Task prompt: Each line from the one containing "if !text.is_empty() &&" through the last line of the records below is to be set down exactly; the rest stays out.

______

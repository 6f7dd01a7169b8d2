//! HTTP/1.1 response builder.
//!
//! Responses are built fluently by handlers, decorated in place by middleware
//! (the cache rewrites status, body and content type on a hit), and finally
//! serialized to a byte buffer for transmission over TCP.

use std::io;

use bytes::{BufMut, Bytes, BytesMut};
use tokio::io::AsyncRead;

use super::body::{self, Body};
use super::{Headers, StatusCode};

const CONTENT_TYPE: &str = "Content-Type";

/// An HTTP/1.1 response.
///
/// # Examples
///
/// ```
/// use rttp_cache::http::{Response, StatusCode};
///
/// let response = Response::new(StatusCode::Ok)
///     .header("Content-Type", "text/plain")
///     .body("hello");
///
/// assert_eq!(response.mime_type(), Some("text/plain"));
/// let bytes = response.into_bytes();
/// let text = std::str::from_utf8(&bytes).unwrap();
/// assert!(text.starts_with("HTTP/1.1 200 OK\r\n"));
/// assert!(text.ends_with("\r\n\r\nhello"));
/// ```
#[derive(Debug)]
pub struct Response {
    status: StatusCode,
    headers: Headers,
    body: Body,
    keep_alive: bool,
}

impl Response {
    /// Creates a new response with the given status and no body.
    pub fn new(status: StatusCode) -> Self {
        Self {
            status,
            headers: Headers::new(),
            body: Body::Empty,
            keep_alive: true,
        }
    }

    /// Appends a response header.
    #[must_use]
    pub fn header(mut self, name: impl Into<String>, value: impl Into<String>) -> Self {
        self.headers.insert(name, value);
        self
    }

    /// Sets a text body.
    #[must_use]
    pub fn body(mut self, body: impl Into<String>) -> Self {
        self.body = Body::Text(body.into());
        self
    }

    /// Sets a binary body.
    #[must_use]
    pub fn body_bytes(mut self, body: impl Into<Bytes>) -> Self {
        self.body = Body::Binary(body.into());
        self
    }

    /// Sets a structured JSON body and declares `application/json`.
    #[must_use]
    pub fn json(mut self, value: serde_json::Value) -> Self {
        self.body = Body::Json(value);
        self.headers.set(CONTENT_TYPE, "application/json");
        self
    }

    /// Sets a streaming body, read once when the response is sent.
    #[must_use]
    pub fn stream(mut self, reader: impl AsyncRead + Send + 'static) -> Self {
        self.body = Body::Stream(Box::pin(reader));
        self
    }

    /// Controls whether `Connection: keep-alive` or `Connection: close` is written.
    #[must_use]
    pub fn keep_alive(mut self, keep_alive: bool) -> Self {
        self.keep_alive = keep_alive;
        self
    }

    /// Appends a header in place, for middleware decorating a downstream response.
    pub fn add_header(&mut self, name: impl Into<String>, value: impl Into<String>) {
        self.headers.insert(name, value);
    }

    /// Replaces any existing values of a header in place.
    pub fn set_header(&mut self, name: impl Into<String>, value: impl Into<String>) {
        self.headers.set(name, value);
    }

    pub fn status(&self) -> StatusCode {
        self.status
    }

    pub fn set_status(&mut self, status: StatusCode) {
        self.status = status;
    }

    pub fn headers(&self) -> &Headers {
        &self.headers
    }

    pub fn body_ref(&self) -> &Body {
        &self.body
    }

    pub fn set_body(&mut self, body: impl Into<Body>) {
        self.body = body.into();
    }

    /// Moves the body out, leaving [`Body::Empty`] behind.
    pub fn take_body(&mut self) -> Body {
        std::mem::take(&mut self.body)
    }

    /// The full `Content-Type` header value, parameters included.
    pub fn content_type(&self) -> Option<&str> {
        self.headers.get(CONTENT_TYPE)
    }

    pub fn set_content_type(&mut self, content_type: impl Into<String>) {
        self.headers.set(CONTENT_TYPE, content_type);
    }

    /// The media type without parameters, e.g. `application/json` for
    /// `application/json; charset=utf-8`.
    pub fn mime_type(&self) -> Option<&str> {
        self.content_type()
            .map(|value| value.split(';').next().unwrap_or(value).trim())
            .filter(|mime| !mime.is_empty())
    }

    /// Drains a streaming body into memory so the response can be serialized.
    ///
    /// Non-streaming bodies are left untouched.
    pub async fn buffer(mut self) -> io::Result<Self> {
        if !self.body.is_stream() {
            return Ok(self);
        }
        if let Body::Stream(stream) = self.take_body() {
            let bytes = body::drain(stream).await.map_err(|(e, _)| e)?;
            self.body = Body::Binary(bytes);
        }
        Ok(self)
    }

    /// Serializes the response into HTTP/1.1 wire format.
    ///
    /// Automatically adds `Content-Type` for non-empty text bodies that did
    /// not declare one, `Content-Length`, and `Connection`. A streaming body
    /// must be [`buffer`](Self::buffer)ed first; an unbuffered stream is
    /// written as an empty body.
    pub fn into_bytes(mut self) -> BytesMut {
        let payload: Bytes = match std::mem::take(&mut self.body) {
            Body::Empty => Bytes::new(),
            Body::Text(text) => {
                if !text.is_empty() && !self.headers.contains(CONTENT_TYPE) {
                    self.headers
                        .insert(CONTENT_TYPE, "text/plain; charset=utf-8");
                }
                Bytes::from(text)
            }
            Body::Binary(bytes) => bytes,
            Body::Json(value) => serde_json::to_vec(&value).map(Bytes::from).unwrap_or_default(),
            Body::Stream(_) => {
                tracing::warn!("streaming body serialized without buffering; sending it empty");
                Bytes::new()
            }
        };

        let connection = if self.keep_alive {
            "keep-alive"
        } else {
            "close"
        };
        self.headers.set("Connection", connection);

        let mut buf = BytesMut::with_capacity(128 + self.headers.len() * 64 + payload.len());

        buf.put(
            format!(
                "HTTP/1.1 {} {}\r\n",
                self.status.as_u16(),
                self.status.canonical_reason()
            )
            .as_bytes(),
        );
        for (name, value) in self.headers.iter() {
            buf.put(format!("{name}: {value}\r\n").as_bytes());
        }
        buf.put(format!("Content-Length: {}\r\n", payload.len()).as_bytes());
        buf.put(&b"\r\n"[..]);
        buf.put(payload);

        buf
    }
}

impl Default for Response {
    fn default() -> Self {
        Self::new(StatusCode::Ok)
    }
}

______

Exercise output:
                if !text.is_empty() && !self.headers.contains(CONTENT_TYPE) {
                    self.headers
                        .insert(CONTENT_TYPE, "text/plain; charset=utf-8");
                }
                Bytes::from(text)
            }
            Body::Binary(bytes) => bytes,
            Body::Json(value) => serde_json::to_vec(&value).map(Bytes::from).unwrap_or_default(),
            Body::Stream(_) => {
                tracing::warn!("streaming body serialized without buffering; sending it empty");
                Bytes::new()
            }
        };

        let connection = if self.keep_alive {
            "keep-alive"
        } else {
            "close"
        };
        self.headers.set("Connection", connection);

        let mut buf = BytesMut::with_capacity(128 + self.headers.len() * 64 + payload.len());

        buf.put(
            format!(
                "HTTP/1.1 {} {}\r\n",
                self.status.as_u16(),
                self.status.canonical_reason()
            )
            .as_bytes(),
        );
        for (name, value) in self.headers.iter() {
            buf.put(format!("{name}: {value}\r\n").as_bytes());
        }
        buf.put(format!("Content-Length: {}\r\n", payload.len()).as_bytes());
        buf.put(&b"\r\n"[..]);
        buf.put(payload);

        buf
    }
}

impl Default for Response {
    fn default() -> Self {
        Self::new(StatusCode::Ok)
    }
}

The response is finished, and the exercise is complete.